Ses joues avaient pâli, ses lèvres avaient perdu de leur incarnat et de leur humidité, ses yeux avaient des rougeurs inaccoutumées, et l’on pouvait saisir la naissance d’un tout petit cercle de bistre qui donnait à ses regards un éclat plus profond. Enfin, toute la personne de Lucienne laissait deviner une sorte de lassitude qui avait fini par inquiéter M. Renaud et Mme Renaud.

Un matin, le brave M. Renaud avait dit en partant pour sa besogne journalière :

— Mélanie, si tu voulais dire comme moi, je mènerais la petite chez le médecin.

Mme Renaud avait répondu :

— J’y pensais, Prosper, et j’irai sûrement aujourd’hui, même dans le cours de la matinée, au plus vite.

Mais dans cette matinée Mme Renaud fut retenue à sa maison par la visite de Mme Foisy et sa fille. Mme Foisy ayant eu à passer par là, était entrée chez Mme Renaud pour l’inviter à un grand dîner auquel on allait fêter l’anniversaire de naissance de Gabrielle. Il s’en était nécessairement suivi d’une longue conversation, d’un petit lunch, puis de commérages. Et ce ne fut qu’à deux heures de l’après-midi que Mme Renaud se vit libérée de ses visiteuses.

Elle dit aussitôt à Lucienne :

— Maintenant, ma chérie, nous allons voir le bon vieux docteur Crevier.

— Pourquoi, ma tante, cette démarche ? Je me sens bien mieux aujourd’hui.
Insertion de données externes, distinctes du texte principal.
use std::path::PathBuf;

use serde::{Deserialize, Serialize};

use crate::map::Placement;
use crate::structures::history::DEFAULT_HISTORY_CAPACITY;

pub const DEFAULT_SAVE_DIR: &str = "saves";
pub const DEFAULT_FOG_RADIUS: u32 = 1;
pub const DEFAULT_AMBIENT_EVENT_CHANCE: i32 = 15;

/// Tunables for one session. Fixed rules live beside the code that uses them.
#[derive(Clone, Debug, PartialEq, Eq, Serialize, Deserialize)]
#[serde(default)]
pub struct GameConfig {
    pub save_dir: PathBuf,
    /// `None` seeds from the clock.
    pub seed: Option<u64>,
    pub fog_radius: u32,
    pub history_capacity: usize,
    /// Percent chance per move that an ambient event is queued.
    pub ambient_event_chance: i32,
    pub placement: Placement,
}

impl Default for GameConfig {
    fn default() -> Self {
        Self {
            save_dir: PathBuf::from(DEFAULT_SAVE_DIR),
            seed: None,
            fog_radius: DEFAULT_FOG_RADIUS,
            history_capacity: DEFAULT_HISTORY_CAPACITY,
            ambient_event_chance: DEFAULT_AMBIENT_EVENT_CHANCE,
            placement: Placement::default(),
        }
    }
}

impl GameConfig {
    pub fn with_seed(mut self, seed: u64) -> Self {
        self.seed = Some(seed);
        self
    }
}

#[cfg(test)]
mod tests {
    use super::*;

    #[test]
    fn partial_json_keeps_defaults() {
        let config: GameConfig = serde_json::from_str(r#"{ "seed": 7, "fog_radius": 2 }"#).unwrap();
        assert_eq!(config.seed, Some(7));
        assert_eq!(config.fog_radius, 2);
        assert_eq!(config.history_capacity, 10);
        assert_eq!(config.ambient_event_chance, 15);
        assert_eq!(config.placement.total(), 11);
    }
}
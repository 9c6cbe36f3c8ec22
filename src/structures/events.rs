use serde::{Deserialize, Serialize};

#[derive(Copy, Clone, Debug, PartialEq, Eq, PartialOrd, Ord, Hash, Serialize, Deserialize)]
pub enum Priority {
    High = 1,
    Medium = 2,
    Low = 3,
}

impl Priority {
    pub fn level(self) -> u8 {
        self as u8
    }
}

#[derive(Clone, Debug, PartialEq, Eq, Serialize, Deserialize)]
pub enum GameEvent {
    MemorySurface { text: String, hope_delta: i32 },
    DemonPresence { demon: String },
    InnerVoice { message: String },
    Encouragement { message: String, hope_delta: i32 },
}

impl GameEvent {
    pub fn title(&self) -> &'static str {
        match self {
            GameEvent::MemorySurface { .. } => "A MEMORY SURFACES",
            GameEvent::DemonPresence { .. } => "PRESENCE FELT",
            GameEvent::InnerVoice { .. } => "A VOICE WITHIN",
            GameEvent::Encouragement { .. } => "A MOMENT OF CLARITY",
        }
    }
}

#[derive(Clone, Debug, PartialEq, Eq)]
pub struct QueuedEvent {
    pub event: GameEvent,
    pub priority: Priority,
}

/// Sorted-insertion queue: lowest priority level first, FIFO within a level.
#[derive(Clone, Debug, Default)]
pub struct EventQueue {
    entries: Vec<QueuedEvent>,
}

impl EventQueue {
    pub fn new() -> Self {
        Self::default()
    }

    pub fn enqueue(&mut self, event: GameEvent, priority: Priority) {
        let at = self
            .entries
            .iter()
            .position(|queued| queued.priority > priority)
            .unwrap_or(self.entries.len());
        self.entries.insert(at, QueuedEvent { event, priority });
    }

    pub fn dequeue(&mut self) -> Option<QueuedEvent> {
        if self.entries.is_empty() {
            None
        } else {
            Some(self.entries.remove(0))
        }
    }

    pub fn peek(&self) -> Option<&QueuedEvent> {
        self.entries.first()
    }

    pub fn len(&self) -> usize {
        self.entries.len()
    }

    pub fn is_empty(&self) -> bool {
        self.entries.is_empty()
    }

    pub fn clear(&mut self) {
        self.entries.clear();
    }
}

#[cfg(test)]
mod tests {
    use super::*;

    fn voice(message: &str) -> GameEvent {
        GameEvent::InnerVoice {
            message: message.to_string(),
        }
    }

    #[test]
    fn dequeues_by_priority_then_insertion() {
        let mut queue = EventQueue::new();
        queue.enqueue(voice("a"), Priority::Low);
        queue.enqueue(voice("b"), Priority::High);
        queue.enqueue(voice("c"), Priority::Medium);
        queue.enqueue(voice("d"), Priority::High);

        let drained: Vec<(u8, GameEvent)> = std::iter::from_fn(|| queue.dequeue())
            .map(|queued| (queued.priority.level(), queued.event))
            .collect();
        assert_eq!(
            drained,
            vec![
                (1, voice("b")),
                (1, voice("d")),
                (2, voice("c")),
                (3, voice("a")),
            ]
        );
    }

    #[test]
    fn peek_does_not_remove() {
        let mut queue = EventQueue::new();
        assert!(queue.peek().is_none());
        queue.enqueue(voice("x"), Priority::Medium);
        assert_eq!(queue.peek().map(|q| q.priority), Some(Priority::Medium));
        assert_eq!(queue.len(), 1);
    }

    #[test]
    fn empty_queue_dequeues_none() {
        let mut queue = EventQueue::new();
        assert!(queue.dequeue().is_none());
    }
}
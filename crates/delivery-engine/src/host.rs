use async_trait::async_trait;

/// The game server the engine delivers into.
#[async_trait]
pub trait Host: Send + Sync {
    /// Runs one command. `Ok(false)` means the host rejected it.
    async fn execute(&self, command: &str) -> anyhow::Result<bool>;

    /// Steam ids of the players connected right now.
    fn online_players(&self) -> Vec<String>;
}
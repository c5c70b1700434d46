mod cli;
mod config;
mod host;
mod logging;
mod server;

use crate::cli::Args;
use crate::config::{load_config, TomlSettingsStore};
use crate::host::ProcessHost;
use crate::logging::init_tracing;
use crate::server::run_control_server;
use anyhow::Context;
use clap::Parser;
use delivery_engine::{ApiClient, DeliveryEngine, EngineOptions, ReqwestTransport};
use tokio::net::TcpListener;
use tokio_util::sync::CancellationToken;

#[tokio::main]
async fn main() -> anyhow::Result<()> {
    let args = Args::parse();
    let _log_guard = init_tracing(args.log_dir.as_deref(), args.log_to_stderr)?;

    let mut config = load_config(&args.config)
        .with_context(|| format!("failed to load config {}", args.config.display()))?;
    if let Some(addr) = args.control_addr {
        config.control_addr = addr;
    }

    let transport = ReqwestTransport::new(config.request_timeout)?;
    let host = ProcessHost::new(config.host_command.as_deref(), config.host_timeout)?;
    if config.host_command.is_none() {
        tracing::warn!("no host command configured, deliveries will fail until one is set");
    }
    let identity = config.link_identity();
    tracing::info!(
        api_url = %config.api_url,
        hostname = %identity.hostname,
        platform = %identity.platform,
        "starting paynow-delivery"
    );

    let shutdown = CancellationToken::new();
    let engine = DeliveryEngine::new(
        ApiClient::new(transport, &config.api_url),
        host,
        Box::new(TomlSettingsStore::new(args.config.clone())),
        identity,
        config.settings(),
        EngineOptions::default(),
        shutdown.clone(),
    );

    let listener = TcpListener::bind(&config.control_addr)
        .await
        .with_context(|| format!("failed to bind {}", config.control_addr))?;
    tracing::info!(addr = %config.control_addr, "control socket listening");

    spawn_signal_handler(shutdown.clone());
    engine.start().await;
    let served = run_control_server(listener, engine.clone(), shutdown.clone()).await;
    engine.shutdown().await;
    served
}

fn spawn_signal_handler(shutdown: CancellationToken) {
    tokio::spawn(async move {
        if let Err(err) = tokio::signal::ctrl_c().await {
            tracing::warn!(error = %err, "failed to listen for ctrl-c");
            return;
        }
        tracing::info!("ctrl-c received, shutting down");
        shutdown.cancel();
    });
}
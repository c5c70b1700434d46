use anyhow::Context;
use delivery_engine::settings::{poll_interval_from_secs, Settings, SettingsStore};
use delivery_protocol::control::DEFAULT_CONTROL_ADDR;
use delivery_protocol::{LinkRequest, DEFAULT_API_URL};
use serde::Deserialize;
use std::path::{Path, PathBuf};
use std::time::Duration;

const DEFAULT_POLL_INTERVAL_SECS: f64 = 10.0;
const DEFAULT_REQUEST_TIMEOUT_SECS: u64 = 30;
const DEFAULT_HOST_TIMEOUT_SECS: u64 = 10;
const DEFAULT_PLATFORM: &str = "oxide";
const DEFAULT_SERVER_IP: &str = "0.0.0.0";

const LEGACY_KEYS: &[&str] = &["ApiToken", "token", "ApiCheckIntervalSeconds", "LogCommandExecutions"];

/// The config file as written, including field names from older releases.
#[derive(Debug, Default, Deserialize)]
struct RawConfig {
    api_token: Option<String>,
    #[serde(rename = "ApiToken")]
    legacy_api_token: Option<String>,
    #[serde(rename = "token")]
    legacy_token: Option<String>,
    poll_interval_seconds: Option<f64>,
    #[serde(rename = "ApiCheckIntervalSeconds")]
    legacy_poll_interval_seconds: Option<f64>,
    log_command_executions: Option<bool>,
    #[serde(rename = "LogCommandExecutions")]
    legacy_log_command_executions: Option<bool>,
    api_url: Option<String>,
    request_timeout_seconds: Option<u64>,
    control_addr: Option<String>,
    server: Option<ServerConfig>,
    host: Option<HostConfig>,
}

#[derive(Debug, Default, Clone, Deserialize)]
pub(crate) struct ServerConfig {
    pub(crate) ip: Option<String>,
    pub(crate) hostname: Option<String>,
    pub(crate) platform: Option<String>,
}

#[derive(Debug, Default, Clone, Deserialize)]
pub(crate) struct HostConfig {
    /// Program and leading arguments; the delivery command is appended.
    pub(crate) command: Option<String>,
    pub(crate) timeout_seconds: Option<u64>,
}

#[derive(Debug)]
pub(crate) struct DaemonConfig {
    pub(crate) api_token: String,
    pub(crate) poll_interval: Duration,
    pub(crate) log_command_executions: bool,
    pub(crate) api_url: String,
    pub(crate) request_timeout: Duration,
    pub(crate) control_addr: String,
    pub(crate) server: ServerConfig,
    pub(crate) host_command: Option<String>,
    pub(crate) host_timeout: Duration,
}

impl DaemonConfig {
    pub(crate) fn settings(&self) -> Settings {
        Settings {
            api_token: self.api_token.clone(),
            poll_interval: self.poll_interval,
            log_command_executions: self.log_command_executions,
        }
    }

    pub(crate) fn link_identity(&self) -> LinkRequest {
        let hostname = self
            .server
            .hostname
            .clone()
            .filter(|value| !value.trim().is_empty())
            .or_else(|| std::env::var("HOSTNAME").ok().filter(|value| !value.is_empty()))
            .or_else(system_hostname)
            .unwrap_or_else(|| "unknown".to_string());
        LinkRequest {
            ip: self
                .server
                .ip
                .clone()
                .unwrap_or_else(|| DEFAULT_SERVER_IP.to_string()),
            hostname,
            platform: self
                .server
                .platform
                .clone()
                .unwrap_or_else(|| DEFAULT_PLATFORM.to_string()),
            version: env!("CARGO_PKG_VERSION").to_string(),
        }
    }
}

/// Folds legacy field names onto current ones. A legacy value, when present,
/// wins over the current name.
fn normalize(raw: RawConfig) -> anyhow::Result<DaemonConfig> {
    let api_token = raw
        .legacy_api_token
        .or(raw.legacy_token)
        .or(raw.api_token)
        .unwrap_or_default();
    let poll_interval_secs = raw
        .legacy_poll_interval_seconds
        .or(raw.poll_interval_seconds)
        .unwrap_or(DEFAULT_POLL_INTERVAL_SECS);
    let log_command_executions = raw
        .legacy_log_command_executions
        .or(raw.log_command_executions)
        .unwrap_or(true);
    let host = raw.host.unwrap_or_default();
    let request_timeout_secs = raw
        .request_timeout_seconds
        .unwrap_or(DEFAULT_REQUEST_TIMEOUT_SECS);
    if request_timeout_secs == 0 {
        anyhow::bail!("request_timeout_seconds must be greater than zero");
    }

    Ok(DaemonConfig {
        api_token: api_token.trim().to_string(),
        poll_interval: poll_interval_from_secs(poll_interval_secs)?,
        log_command_executions,
        api_url: raw.api_url.unwrap_or_else(|| DEFAULT_API_URL.to_string()),
        request_timeout: Duration::from_secs(request_timeout_secs),
        control_addr: raw
            .control_addr
            .unwrap_or_else(|| DEFAULT_CONTROL_ADDR.to_string()),
        server: raw.server.unwrap_or_default(),
        host_command: host.command.filter(|value| !value.trim().is_empty()),
        host_timeout: Duration::from_secs(host.timeout_seconds.unwrap_or(DEFAULT_HOST_TIMEOUT_SECS)),
    })
}

/// Loads the config, falling back to defaults when the file does not exist yet.
pub(crate) fn load_config(path: &Path) -> anyhow::Result<DaemonConfig> {
    let raw = match std::fs::read_to_string(path) {
        Ok(raw) => toml::from_str::<RawConfig>(&raw)
            .with_context(|| format!("failed to parse config {}", path.display()))?,
        Err(err) if err.kind() == std::io::ErrorKind::NotFound => {
            tracing::warn!(path = %path.display(), "config not found, using defaults");
            RawConfig::default()
        }
        Err(err) => {
            return Err(err).with_context(|| format!("failed to read config {}", path.display()))
        }
    };
    normalize(raw)
}

/// Writes runtime settings back into the config file, leaving other keys alone.
pub(crate) struct TomlSettingsStore {
    path: PathBuf,
}

impl TomlSettingsStore {
    pub(crate) fn new(path: PathBuf) -> Self {
        Self { path }
    }
}

impl SettingsStore for TomlSettingsStore {
    fn persist(&self, settings: &Settings) -> anyhow::Result<()> {
        let mut table = match std::fs::read_to_string(&self.path) {
            Ok(raw) => toml::from_str::<toml::Table>(&raw)
                .with_context(|| format!("failed to parse config {}", self.path.display()))?,
            Err(err) if err.kind() == std::io::ErrorKind::NotFound => toml::Table::new(),
            Err(err) => {
                return Err(err)
                    .with_context(|| format!("failed to read config {}", self.path.display()))
            }
        };
        for key in LEGACY_KEYS {
            table.remove(*key);
        }
        table.insert(
            "api_token".to_string(),
            toml::Value::String(settings.api_token.clone()),
        );
        table.insert(
            "poll_interval_seconds".to_string(),
            toml::Value::Float(settings.poll_interval.as_secs_f64()),
        );
        table.insert(
            "log_command_executions".to_string(),
            toml::Value::Boolean(settings.log_command_executions),
        );
        let payload = toml::to_string_pretty(&table).context("failed to encode config")?;

        if let Some(parent) = self.path.parent().filter(|dir| !dir.as_os_str().is_empty()) {
            std::fs::create_dir_all(parent)
                .with_context(|| format!("failed to create {}", parent.display()))?;
        }
        let tmp_path = self.path.with_extension("toml.tmp");
        std::fs::write(&tmp_path, payload)
            .with_context(|| format!("failed to write {}", tmp_path.display()))?;
        std::fs::rename(&tmp_path, &self.path)
            .with_context(|| format!("failed to replace {}", self.path.display()))?;
        Ok(())
    }
}

#[cfg(unix)]
fn system_hostname() -> Option<String> {
    let mut buf = [0u8; 256];
    let rc = unsafe { libc::gethostname(buf.as_mut_ptr() as *mut libc::c_char, buf.len()) };
    if rc != 0 {
        return None;
    }
    let end = buf.iter().position(|byte| *byte == 0).unwrap_or(buf.len());
    let name = String::from_utf8_lossy(&buf[..end]).trim().to_string();
    if name.is_empty() {
        None
    } else {
        Some(name)
    }
}

#[cfg(not(unix))]
fn system_hostname() -> Option<String> {
    std::env::var("COMPUTERNAME").ok()
}
use std::collections::HashSet;
use std::panic::AssertUnwindSafe;

use async_trait::async_trait;
use delivery_protocol::QueuedCommand;
use futures_util::FutureExt;
use tokio::sync::Mutex;
use tracing::{debug, error, info, warn};

use crate::api::ApiClient;
use crate::history::CommandHistory;
use crate::host::Host;
use crate::transport::HttpTransport;

#[derive(Debug, Default, PartialEq, Eq)]
pub struct DispatchReport {
    pub received: usize,
    pub executed: usize,
    /// Newly executed ids plus ids already in the history.
    pub acknowledged: Vec<String>,
}

impl DispatchReport {
    fn acknowledge(&mut self, attempt_id: &str) {
        if !self.acknowledged.iter().any(|id| id == attempt_id) {
            self.acknowledged.push(attempt_id.to_string());
        }
    }
}

/// Attempt ids already handled. Each call takes its lock on its own, so
/// nothing stays locked while the host runs a command.
#[async_trait]
pub trait AttemptLog: Send + Sync {
    async fn contains(&self, attempt_id: &str) -> bool;
    async fn add(&self, attempt_id: String);
}

#[async_trait]
impl AttemptLog for Mutex<CommandHistory> {
    async fn contains(&self, attempt_id: &str) -> bool {
        self.lock().await.contains(attempt_id)
    }

    async fn add(&self, attempt_id: String) {
        self.lock().await.add(attempt_id);
    }
}

/// Runs one poll batch in response order.
///
/// An id already in `history` is acknowledged again without executing. An
/// online-only command whose player is not connected is left for a later
/// poll. Only successful executions enter the history.
pub async fn dispatch<H, L>(
    commands: &[QueuedCommand],
    history: &L,
    host: &H,
    online: &HashSet<String>,
    log_executions: bool,
) -> DispatchReport
where
    H: Host + ?Sized,
    L: AttemptLog + ?Sized,
{
    let mut report = DispatchReport {
        received: commands.len(),
        ..Default::default()
    };
    if commands.is_empty() {
        return report;
    }

    for command in commands {
        if history.contains(&command.attempt_id).await {
            debug!(attempt_id = %command.attempt_id, "command already executed, acknowledging again");
            report.acknowledge(&command.attempt_id);
            continue;
        }
        if command.online_only && !online.contains(&command.steam_id) {
            debug!(
                attempt_id = %command.attempt_id,
                steam_id = %command.steam_id,
                "player offline, deferring online-only command"
            );
            continue;
        }

        match AssertUnwindSafe(host.execute(&command.command))
            .catch_unwind()
            .await
        {
            Ok(Ok(true)) => {
                history.add(command.attempt_id.clone()).await;
                report.acknowledge(&command.attempt_id);
                report.executed += 1;
                if log_executions {
                    info!(
                        attempt_id = %command.attempt_id,
                        command = %command.command,
                        "executed command"
                    );
                }
            }
            Ok(Ok(false)) => {
                warn!(
                    attempt_id = %command.attempt_id,
                    command = %command.command,
                    "failed to run command"
                );
            }
            Ok(Err(err)) => {
                error!(
                    attempt_id = %command.attempt_id,
                    command = %command.command,
                    error = %err,
                    "command execution errored"
                );
            }
            Err(_) => {
                error!(
                    attempt_id = %command.attempt_id,
                    command = %command.command,
                    "command execution panicked"
                );
            }
        }
    }

    if log_executions {
        info!(
            received = report.received,
            executed = report.executed,
            "received {} and executed {} commands",
            report.received,
            report.executed
        );
    }
    report
}

/// Reports handled attempt ids. Not retried: the ids stay in the history, so
/// a re-delivery is acknowledged on the next poll.
pub async fn acknowledge<T: HttpTransport>(
    api: &ApiClient<T>,
    token: &str,
    attempt_ids: &[String],
) -> bool {
    if attempt_ids.is_empty() {
        return true;
    }
    match api.acknowledge(token, attempt_ids).await {
        Ok(outcome) if outcome.is_success() => {
            debug!(count = attempt_ids.len(), "acknowledged commands");
            true
        }
        Ok(outcome) => {
            error!(count = attempt_ids.len(), outcome = %outcome, "failed to acknowledge commands");
            false
        }
        Err(err) => {
            error!(count = attempt_ids.len(), error = %err, "failed to acknowledge commands");
            false
        }
    }
}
— Qu’importe ! Tu es mieux aujourd’hui, mais tu pourrais être plus mal demain. Il faut te guérir. Il y a quelque chose d’anormal chez toi. Qu’est-ce que c’est ? Je n’en sais rien, et tu ne le sais pas toi-même… Mais une chose sûre, tu es malade, cela se voit, tu le sens, et il importe de te soigner. Allons chez le médecin !

— Puisque vous le voulez… répondit la jeune fille avec un soupir profond.

— Va donc t’habiller, et bien chaudement surtout, car l’air est vif aujourd’hui.

Ce petit dialogue avait été tenu dans la salle à manger.

Lucienne s’éloigna pour monter à sa chambre.

Mme Renaud, qui venait de terminer le petit ménage d’après-diner murmura en regardant sa nièce s’éloigner :

— Oui, elle a quelque chose, c’est certain ! Qu’est-ce qu’elle peut bien avoir au juste ? Tiens ! j’avais oublié de fermer l’armoire aux argenteries !… Bon, voilà !… Oui, qu’est-ce que Lucienne peut bien avoir qui va mal ? Bah ! je le saurai bien du docteur.

 

Le docteur Crevier se promenait dans son large cabinet. Il était parfaitement sanglé dans une longue redingote noire qui tombait sur un pantalon de nuance claire. Avec sa longue chevelure grisonnante brusquement rejetée en arrière, sa figure fraîchement rasée et rosée, l’œil clair et le regard assuré, la démarche aisée et souple, le docteur avait ce jour-là une mine de hardiesse et de confiance en soi en même temps qu’un air de bonne santé. Il rayonnait.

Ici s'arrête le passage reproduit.